Herkese merhaba,umarım iş kazalarının mümkün mertebe günden güne azaltılarak,iş hayatımızda ender yaşanan hadiselerden birisi olmasına küçücükte olsa bir yardımımız olur inşallah..
Hepimizin bildiği üzere,yaşanan iş kazalarının hemen hemen tamamı işin yapıldığı sahada meydana gelmektedir. Bir gerekçeyle iş kazası meydana gelmekte ve her defasında yetkililer gelmekte,ilgili raporlar düzenlenmekte, ilgili mercilerin takdirleri sonucunda iş kazasıyla ilgisi bulunan çalışanlar ceza almakta ve en önemlisi vicdan azabıyla karşı karşıya kalmaktadır.
Kendi nam ve adına çalışmak cümlesine yüklenen anlamlar herkes için farklı olmakla birlikte,ÇSGB 'nin vermiş olduğu cevabi yazı,ilgili mevzuat çerçevesinde yazılmış,sizler için havada kalan bir yazı olarak görünsede,kanunda çok açık bir şekilde yazan istisnalar kısmının yazılması şeklinde verilmiştir.
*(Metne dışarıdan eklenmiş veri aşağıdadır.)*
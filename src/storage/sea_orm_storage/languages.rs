//! 编程语言存储操作

use super::SeaOrmStorage;
use crate::entity::programming_languages::{ActiveModel, Column, Entity as ProgrammingLanguages};
use crate::errors::{AssignEaseError, Result};
use crate::models::languages::{entities::ProgrammingLanguage, requests::CreateLanguageRequest};
use sea_orm::sea_query::{Expr, Func};
use sea_orm::{
    ActiveModelTrait, ColumnTrait, Condition, EntityTrait, QueryFilter, QueryOrder, Set,
};

impl SeaOrmStorage {
    /// 创建编程语言
    pub async fn create_language_impl(
        &self,
        req: CreateLanguageRequest,
    ) -> Result<ProgrammingLanguage> {
        let now = chrono::Utc::now().timestamp();

        let model = ActiveModel {
            display_name: Set(req.display_name),
            language_name: Set(req.language_name),
            piston_name: Set(req.piston_name),
            piston_version: Set(req.piston_version),
            judge0_language_id: Set(req.judge0_language_id),
            is_active: Set(req.is_active.unwrap_or(true)),
            created_at: Set(now),
            updated_at: Set(now),
            ..Default::default()
        };

        let result = model
            .insert(&self.db)
            .await
            .map_err(|e| AssignEaseError::database_operation(format!("创建编程语言失败: {e}")))?;

        Ok(result.into_language())
    }

    /// 列出启用的编程语言
    pub async fn list_active_languages_impl(&self) -> Result<Vec<ProgrammingLanguage>> {
        let result = ProgrammingLanguages::find()
            .filter(Column::IsActive.eq(true))
            .order_by_asc(Column::DisplayName)
            .all(&self.db)
            .await
            .map_err(|e| AssignEaseError::database_operation(format!("查询编程语言失败: {e}")))?;

        Ok(result.into_iter().map(|m| m.into_language()).collect())
    }

    /// 按别名查找编程语言（忽略大小写，取 ID 最小的一条）
    pub async fn find_language_by_name_impl(
        &self,
        name: &str,
    ) -> Result<Option<ProgrammingLanguage>> {
        let needle = name.trim().to_lowercase();
        if needle.is_empty() {
            return Ok(None);
        }

        let lower_eq = |column: Column| {
            sea_orm::sea_query::ExprTrait::eq(
                Expr::expr(Func::lower(Expr::col(column))),
                needle.clone(),
            )
        };
        let result = ProgrammingLanguages::find()
            .filter(
                Condition::any()
                    .add(lower_eq(Column::PistonName))
                    .add(lower_eq(Column::DisplayName))
                    .add(lower_eq(Column::LanguageName)),
            )
            .order_by_asc(Column::Id)
            .one(&self.db)
            .await
            .map_err(|e| AssignEaseError::database_operation(format!("查询编程语言失败: {e}")))?;

        Ok(result.map(|m| m.into_language()))
    }
}

#[cfg(test)]
mod tests {
    use super::super::memory_storage;
    use super::*;

    fn request(display: &str, piston: Option<&str>, active: bool) -> CreateLanguageRequest {
        CreateLanguageRequest {
            display_name: display.to_string(),
            language_name: None,
            piston_name: piston.map(str::to_string),
            piston_version: Some("3.10.0".to_string()),
            judge0_language_id: Some(71),
            is_active: Some(active),
        }
    }

    #[tokio::test]
    async fn test_list_only_active() {
        let storage = memory_storage().await;
        storage
            .create_language_impl(request("Python 3", Some("python"), true))
            .await
            .unwrap();
        storage
            .create_language_impl(request("Cobol", None, false))
            .await
            .unwrap();

        let active = storage.list_active_languages_impl().await.unwrap();
        assert_eq!(active.len(), 1);
        assert_eq!(active[0].display_name, "Python 3");
    }

    #[tokio::test]
    async fn test_find_by_any_alias() {
        let storage = memory_storage().await;
        storage
            .create_language_impl(request("Python 3", Some("python"), true))
            .await
            .unwrap();

        let found = storage
            .find_language_by_name_impl("PYTHON")
            .await
            .unwrap()
            .expect("matched by piston name");
        assert_eq!(found.judge0_language_id, Some(71));

        assert!(
            storage
                .find_language_by_name_impl("python 3")
                .await
                .unwrap()
                .is_some()
        );
        assert!(
            storage
                .find_language_by_name_impl("rust")
                .await
                .unwrap()
                .is_none()
        );
        assert!(
            storage
                .find_language_by_name_impl("  ")
                .await
                .unwrap()
                .is_none()
        );
    }

    #[tokio::test]
    async fn test_find_by_language_name_prefers_lowest_id() {
        let storage = memory_storage().await;
        let mut first = request("CPython", None, true);
        first.language_name = Some("Py".to_string());
        let first = storage.create_language_impl(first).await.unwrap();
        storage
            .create_language_impl(request("PyPy", Some("py"), true))
            .await
            .unwrap();

        let found = storage
            .find_language_by_name_impl(" pY ")
            .await
            .unwrap()
            .expect("matched by language name");
        assert_eq!(found.id, first.id);
    }
}
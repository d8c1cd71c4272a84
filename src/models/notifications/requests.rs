use serde::Deserialize;
use ts_rs::TS;

/// 通知列表查询参数
#[derive(Debug, Clone, Default, Deserialize, TS)]
#[ts(export, export_to = "notification.ts")]
pub struct NotificationListQuery {
    pub reference_type: Option<String>,
    pub reference_id: Option<i64>,
    pub event_type: Option<String>,
}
Şimdi gelelim BANA göre kendi nam ve adına çalışmadan ne anlaşıldığının yorumlanmasına,bilindiği üzere kendi şirketi üzerinden sigorta girişini yaptıramayan işveren eski tabirle Bağ-Kur'a primlerini ödeyerek,sağlık kuruluşlarından faydalanmak ve gelecekte kendi adına emekli maaşı alabilmek için bir ödeme yapmaktadır.Ancak bir taraftan kendi adına Bağ-kur primini yatırarak,bir taraftanda kendi işinde çalışabilir,bununla ilgili herhangi bir engel yoktur,ancak düşününüz ki şantiyede işçileriyle birlikte çalışan bir işveren iş sağlığı yönünden gerekli güvenlik tedbirleri alınmıyor diyerek kime kimi şikayet edecek,kaldıki sizce şikayet eder mi? Bunu düşünmekte fayda var,çünkü istisnai bırakılan kanun iş kanununa atıf yaparak,maaşım düzenli ödenmiyor,ücretimi tam alamıyorum, izin hakkımı kullanamıyorum, süt iznimi kullanamıyorum gibi yüzlerce vereceğimiz örnekteki soruları hangi işveren yazılı olarak verir? İş sağlığı yönünden düşündüğümüzde ise fiiliyatta şantiyelerde iş başlamadan önce,ilgili şantiyede çalışacak işçilerin sigorta girişlerinin yapıldığına dair yazı veriliyor,ilgili yazıda işverenin ismi olmuyor,çünkü ilk bakışta işveren fiiliyatta çalışan değil..Kaldı ki işveren kendisi işverenliğini yaptığı işte çalıştığı zaman herhangi bir iş kazası geçirirse incelenen iş kazası sonucunda herhangi bir kusur oranı atfedilemez,nedeni kimi neyden dolayı suçlayacaksını,işvereni almadığı bir güvenlik tedbiri bakımından geçirdiği iş kazası sonucunda kendi kendine 100bintl vermesi,vs..yada ceza kanunundan yola cıkarsak kendisini nıçaklayan birisinin cezasını sizce kim çeker,bıçaklamadan önce gerekli güvenlik tedbirlerini almadı diyerek polis mi,yoksa o aşamaya gelene kadar gerekli psikolojik tedaviyi yapmadı diyerek sağlık bakanlığı mı? örnekler artırılabilir.
Dolayısıyla kendi nam ve adına çalışan bir kişinin Ağır ve tehlikeli işlerde çalışıp çalışamayacağını düşünmektense gerekli tedbirlerin alınması yönünde gerekli işlemlerin yapılması tarafımca daha önemli görülmektedir.Şu andaki yürülükte olan 4857 sayılı kanun çerçevesinde ve kısmi olarak yürürlüğe giren i6331 sayılı kanun çerçevesinde işveren iş sahasında ve ilgili yerlerde her türlü iş sağlığı tedbirlerini almakla yükümlüdür ibaresi çok açık bir şekilde yazmaktadır. Bu cümleden işverenin sadece çalışanları için alacağı güvenlik tedbirleri anlaşılmamalıdır,tabikide kendisi çalıştığı sürece kendi iş sağlığınıda düşünecektir,düşünmelidir.